▶ _EXCERPTED RECORDS_
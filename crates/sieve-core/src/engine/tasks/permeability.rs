use tracing::{info, instrument};

use crate::core::models::record::EfficiencyRecord;

/// TPSA ceiling for high intestinal absorption.
pub const TPSA_HIA_MAX: f64 = 131.6;
/// TPSA ceiling for blood-brain-barrier permeation.
pub const TPSA_BBB_MAX: f64 = 90.0;
/// Lipophilicity window shared by both rules, inclusive.
pub const LOGP_MIN: f64 = -0.7;
pub const LOGP_MAX: f64 = 6.0;

/// The two-rule classification over TPSA and an effective logP. Both flags
/// are independent; absent inputs leave both unset.
pub fn classify(tpsa: Option<f64>, logp: Option<f64>) -> (Option<bool>, Option<bool>) {
    match (tpsa, logp) {
        (Some(tpsa), Some(logp)) => {
            let logp_ok = (LOGP_MIN..=LOGP_MAX).contains(&logp);
            (
                Some(tpsa <= TPSA_HIA_MAX && logp_ok),
                Some(tpsa <= TPSA_BBB_MAX && logp_ok),
            )
        }
        _ => (None, None),
    }
}

/// Fills the absorption and brain-barrier flags on each row. The effective
/// lipophilicity is WLOGP when present (the classifier is parameterized on
/// it), falling back to the row's selected estimate.
#[instrument(skip_all, name = "permeability_task")]
pub fn run(records: &mut [EfficiencyRecord]) {
    let mut classified = 0usize;
    for record in records.iter_mut() {
        let effective_logp = record.wlogp.or(record.logp);
        let (hia, bbb) = classify(record.tpsa, effective_logp);
        if hia.is_some() {
            classified += 1;
        }
        record.hia = hia;
        record.bbb = bbb;
    }

    info!(
        num_rows = records.len(),
        classified, "Permeability classification complete."
    );
}
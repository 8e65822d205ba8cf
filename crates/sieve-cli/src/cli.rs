use clap::{Args, Parser, Subcommand};
use std::path::PathBuf;

const HELP_TEMPLATE: &str = "\
{before-help}{name} {version}
{author-with-newline}{about-with-newline}
{usage-heading} {usage}

{all-args}{after-help}
";

#[derive(Parser, Debug)]
#[command(
    author = "Tony Kan, Ted Yu, William A. Goddard III, Victor Wai Tak Kam",
    version,
    about = "SIEVE++ CLI - A command-line interface for SIEVE++, a structure-based virtual-screening pipeline that docks ligand libraries into scored receptor pockets and ranks them by binding efficiency.",
    help_template = HELP_TEMPLATE,
)]
#[command(propagate_version = true)]
pub struct Cli {
    #[command(subcommand)]
    pub command: Commands,

    /// Increase verbosity level (-v for INFO, -vv for DEBUG, -vvv for TRACE)
    #[arg(short, long, action = clap::ArgAction::Count, global = true)]
    pub verbose: u8,

    /// Suppress all log output except for errors
    #[arg(short, long, global = true, conflicts_with = "verbose")]
    pub quiet: bool,

    /// Write logs to a specified file in addition to the console output
    #[arg(long, global = true, value_name = "PATH")]
    pub log_file: Option<PathBuf>,

    /// Set the number of concurrent docking engine invocations,
    /// overriding the config file.
    #[arg(short = 'j', long, global = true, value_name = "NUM")]
    pub jobs: Option<usize>,
}

#[derive(Subcommand, Debug)]
pub enum Commands {
    /// Run the full screening pipeline for the proteins in a workspace.
    Run(RunArgs),
    /// Re-score existing docking logs without re-running the engine.
    Score(ScoreArgs),
}

/// Arguments for the `run` subcommand.
#[derive(Args, Debug)]
pub struct RunArgs {
    // --- Core Arguments ---
    /// Path to the campaign workspace directory.
    #[arg(short, long, required = true, value_name = "PATH")]
    pub workspace: PathBuf,

    /// Path to an optional configuration file in TOML format.
    #[arg(short, long, value_name = "PATH")]
    pub config: Option<PathBuf>,

    /// Screen only the named protein instead of every receptor in the
    /// workspace. Can be used multiple times.
    #[arg(short, long = "protein", value_name = "NAME")]
    pub proteins: Vec<String>,

    // --- Pocket Overrides ---
    /// Override the pocket score threshold from the config file.
    #[arg(short = 't', long, value_name = "FLOAT")]
    pub score_threshold: Option<f64>,

    /// Override the reference atom name used for pocket centroids.
    #[arg(long, value_name = "NAME")]
    pub reference_atom: Option<String>,

    // --- Docking Overrides ---
    /// Override the docking engine binary from the config file.
    #[arg(short, long, value_name = "PATH")]
    pub engine: Option<PathBuf>,

    /// Override the cubic search-box edge length, in angstroms.
    #[arg(long, value_name = "FLOAT")]
    pub box_edge: Option<f64>,

    /// Override the exhaustiveness passed to the docking engine.
    #[arg(long, value_name = "INT")]
    pub exhaustiveness: Option<u32>,

    /// Override the per-job wall-clock timeout, in seconds.
    #[arg(long, value_name = "SECS")]
    pub timeout: Option<u64>,

    // --- Output Overrides ---
    /// Override the molecular descriptor table joined into the
    /// efficiency scores.
    #[arg(short, long, value_name = "PATH")]
    pub descriptors: Option<PathBuf>,

    /// Override the number of rows in the ranked table.
    #[arg(short = 'n', long, value_name = "INT")]
    pub top_n: Option<usize>,

    /// Set a specific configuration value, overriding the config file.
    /// Can be used multiple times. Example: -S docking.num-modes=20
    #[arg(short = 'S', long = "set", value_name = "KEY=VALUE", num_args(0..))]
    pub set_values: Vec<String>,
}

/// Arguments for the `score` subcommand.
#[derive(Args, Debug)]
pub struct ScoreArgs {
    /// Path to the campaign workspace directory.
    #[arg(short, long, required = true, value_name = "PATH")]
    pub workspace: PathBuf,

    /// Path to an optional configuration file in TOML format.
    #[arg(short, long, value_name = "PATH")]
    pub config: Option<PathBuf>,

    /// Re-score only the named protein. Can be used multiple times.
    #[arg(short, long = "protein", value_name = "NAME")]
    pub proteins: Vec<String>,

    /// Override the molecular descriptor table joined into the
    /// efficiency scores.
    #[arg(short, long, value_name = "PATH")]
    pub descriptors: Option<PathBuf>,

    /// Override the number of rows in the ranked table.
    #[arg(short = 'n', long, value_name = "INT")]
    pub top_n: Option<usize>,

    /// Set a specific configuration value, overriding the config file.
    /// Can be used multiple times. Example: -S ranking.top-n=50
    #[arg(short = 'S', long = "set", value_name = "KEY=VALUE", num_args(0..))]
    pub set_values: Vec<String>,
}
//! Run-level failure and warning accounting.
//!
//! Recoverable conditions never abort a protein run; they are pushed here as
//! events and written to the append-only report file when the run finishes.
//! Every event carries enough identity (protein, ligand, pocket) to re-run
//! just the affected job by hand.

use std::fmt;
use std::fs::OpenOptions;
use std::io::{self, Write};
use std::path::Path;
use std::time::Duration;

/// Why a docking invocation produced no usable result.
#[derive(Debug, Clone, PartialEq)]
pub enum FailureKind {
    /// The engine process could not be started at all.
    Spawn { message: String },
    /// The engine exited with a non-zero status (`None` means killed by a
    /// signal).
    NonZeroExit { code: Option<i32> },
    /// The invocation outlived its wall-clock bound and was killed.
    TimedOut { limit: Duration },
}

impl fmt::Display for FailureKind {
    fn fmt(&self, f: &mut fmt::Formatter<'_>) -> fmt::Result {
        match self {
            FailureKind::Spawn { message } => write!(f, "spawn failed: {}", message),
            FailureKind::NonZeroExit { code: Some(code) } => write!(f, "exit status {}", code),
            FailureKind::NonZeroExit { code: None } => write!(f, "killed by signal"),
            FailureKind::TimedOut { limit } => {
                write!(f, "timed out after {}s", limit.as_secs())
            }
        }
    }
}

/// One recoverable condition observed during a protein run.
#[derive(Debug, Clone, PartialEq)]
pub enum ReportEvent {
    JobFailed {
        protein: String,
        ligand: String,
        pocket: String,
        kind: FailureKind,
    },
    DegradedCentroid {
        protein: String,
        pocket: String,
    },
    MalformedScoreLines {
        protein: String,
        count: usize,
    },
    AmbiguousLogName {
        stem: String,
    },
    UnparsableLogName {
        stem: String,
    },
    MissingAffinity {
        protein: String,
        ligand: String,
        pocket: Option<String>,
    },
    OutOfBandAffinity {
        protein: String,
        ligand: String,
        affinity: f64,
    },
    DescriptorMiss {
        protein: String,
        ligand: String,
    },
}

impl fmt::Display for ReportEvent {
    fn fmt(&self, f: &mut fmt::Formatter<'_>) -> fmt::Result {
        match self {
            ReportEvent::JobFailed {
                protein,
                ligand,
                pocket,
                kind,
            } => write!(
                f,
                "[job-failed] protein={} ligand={} pocket={} reason={}",
                protein, ligand, pocket, kind
            ),
            ReportEvent::DegradedCentroid { protein, pocket } => write!(
                f,
                "[degraded-centroid] protein={} pocket={} center defaulted to origin",
                protein, pocket
            ),
            ReportEvent::MalformedScoreLines { protein, count } => write!(
                f,
                "[malformed-score-lines] protein={} count={}",
                protein, count
            ),
            ReportEvent::AmbiguousLogName { stem } => write!(
                f,
                "[ambiguous-log-name] stem={} (positional decode of >3 tokens)",
                stem
            ),
            ReportEvent::UnparsableLogName { stem } => {
                write!(f, "[unparsable-log-name] stem={}", stem)
            }
            ReportEvent::MissingAffinity {
                protein,
                ligand,
                pocket,
            } => write!(
                f,
                "[no-rank1-row] protein={} ligand={} pocket={}",
                protein,
                ligand,
                pocket.as_deref().unwrap_or("-")
            ),
            ReportEvent::OutOfBandAffinity {
                protein,
                ligand,
                affinity,
            } => write!(
                f,
                "[outlier-affinity] protein={} ligand={} affinity={}",
                protein, ligand, affinity
            ),
            ReportEvent::DescriptorMiss { protein, ligand } => {
                write!(f, "[descriptor-miss] protein={} ligand={}", protein, ligand)
            }
        }
    }
}

/// Append-only accumulator for one protein run.
#[derive(Debug, Clone, Default)]
pub struct RunReport {
    events: Vec<ReportEvent>,
}

impl RunReport {
    pub fn new() -> Self {
        Self::default()
    }

    pub fn push(&mut self, event: ReportEvent) {
        self.events.push(event);
    }

    pub fn events(&self) -> &[ReportEvent] {
        &self.events
    }

    pub fn is_empty(&self) -> bool {
        self.events.is_empty()
    }

    pub fn failed_jobs(&self) -> usize {
        self.events
            .iter()
            .filter(|e| matches!(e, ReportEvent::JobFailed { .. }))
            .count()
    }

    pub fn timed_out_jobs(&self) -> usize {
        self.events
            .iter()
            .filter(|e| {
                matches!(
                    e,
                    ReportEvent::JobFailed {
                        kind: FailureKind::TimedOut { .. },
                        ..
                    }
                )
            })
            .count()
    }

    pub fn degraded_centroids(&self) -> usize {
        self.count(|e| matches!(e, ReportEvent::DegradedCentroid { .. }))
    }

    pub fn missing_affinities(&self) -> usize {
        self.count(|e| matches!(e, ReportEvent::MissingAffinity { .. }))
    }

    pub fn outliers(&self) -> usize {
        self.count(|e| matches!(e, ReportEvent::OutOfBandAffinity { .. }))
    }

    pub fn descriptor_misses(&self) -> usize {
        self.count(|e| matches!(e, ReportEvent::DescriptorMiss { .. }))
    }

    fn count(&self, predicate: impl Fn(&ReportEvent) -> bool) -> usize {
        self.events.iter().filter(|e| predicate(e)).count()
    }
}

/// Completion counters for one protein, printed at the end of its run and
/// appended to the report file.
#[derive(Debug, Clone, PartialEq, Eq, Default)]
pub struct ScreenSummary {
    pub protein: String,
    pub pockets: usize,
    pub degraded_centroids: usize,
    pub jobs_total: usize,
    pub jobs_failed: usize,
    pub jobs_timed_out: usize,
    pub logs_parsed: usize,
    pub missing_affinities: usize,
    pub outliers_excluded: usize,
    pub descriptor_misses: usize,
    pub scored_ligands: usize,
    pub ranked_rows: usize,
}

impl fmt::Display for ScreenSummary {
    fn fmt(&self, f: &mut fmt::Formatter<'_>) -> fmt::Result {
        write!(
            f,
            "{}: pockets={} (degraded={}) jobs={} failed={} (timed_out={}) \
             logs={} no_affinity={} outliers={} descriptor_misses={} scored={} ranked={}",
            self.protein,
            self.pockets,
            self.degraded_centroids,
            self.jobs_total,
            self.jobs_failed,
            self.jobs_timed_out,
            self.logs_parsed,
            self.missing_affinities,
            self.outliers_excluded,
            self.descriptor_misses,
            self.scored_ligands,
            self.ranked_rows,
        )
    }
}

/// Appends one protein's section to the report file: a header, every event
/// line, and the summary line.
pub fn append_section(
    path: &Path,
    summary: &ScreenSummary,
    report: &RunReport,
) -> io::Result<()> {
    let mut file = open_for_append(path)?;
    writeln!(file, "## {}", summary.protein)?;
    for event in report.events() {
        writeln!(file, "{}", event)?;
    }
    writeln!(file, "{}", summary)?;
    writeln!(file)?;
    Ok(())
}

/// Appends a section for a protein whose run aborted before producing any
/// tables, so the report still accounts for every protein attempted.
pub fn append_failure(path: &Path, protein: &str, reason: &str) -> io::Result<()> {
    let mut file = open_for_append(path)?;
    writeln!(file, "## {}", protein)?;
    writeln!(file, "[run-failed] {}", reason)?;
    writeln!(file)?;
    Ok(())
}

fn open_for_append(path: &Path) -> io::Result<std::fs::File> {
    if let Some(parent) = path.parent() {
        std::fs::create_dir_all(parent)?;
    }
    OpenOptions::new().create(true).append(true).open(path)
}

▶ _ACTION ITEM_
Write out a verbatim copy of the data, beginning with its first line and ending with the line that contains "pub const LOGP_MAX: f64 = 6.0;".

▶ _SOLUTION TO THIS PROBLEM_
filename crates/sieve-core/src/engine/tasks/permeability.rs
use tracing::{info, instrument};

use crate::core::models::record::EfficiencyRecord;

/// TPSA ceiling for high intestinal absorption.
pub const TPSA_HIA_MAX: f64 = 131.6;
/// TPSA ceiling for blood-brain-barrier permeation.
pub const TPSA_BBB_MAX: f64 = 90.0;
/// Lipophilicity window shared by both rules, inclusive.
pub const LOGP_MIN: f64 = -0.7;
pub const LOGP_MAX: f64 = 6.0;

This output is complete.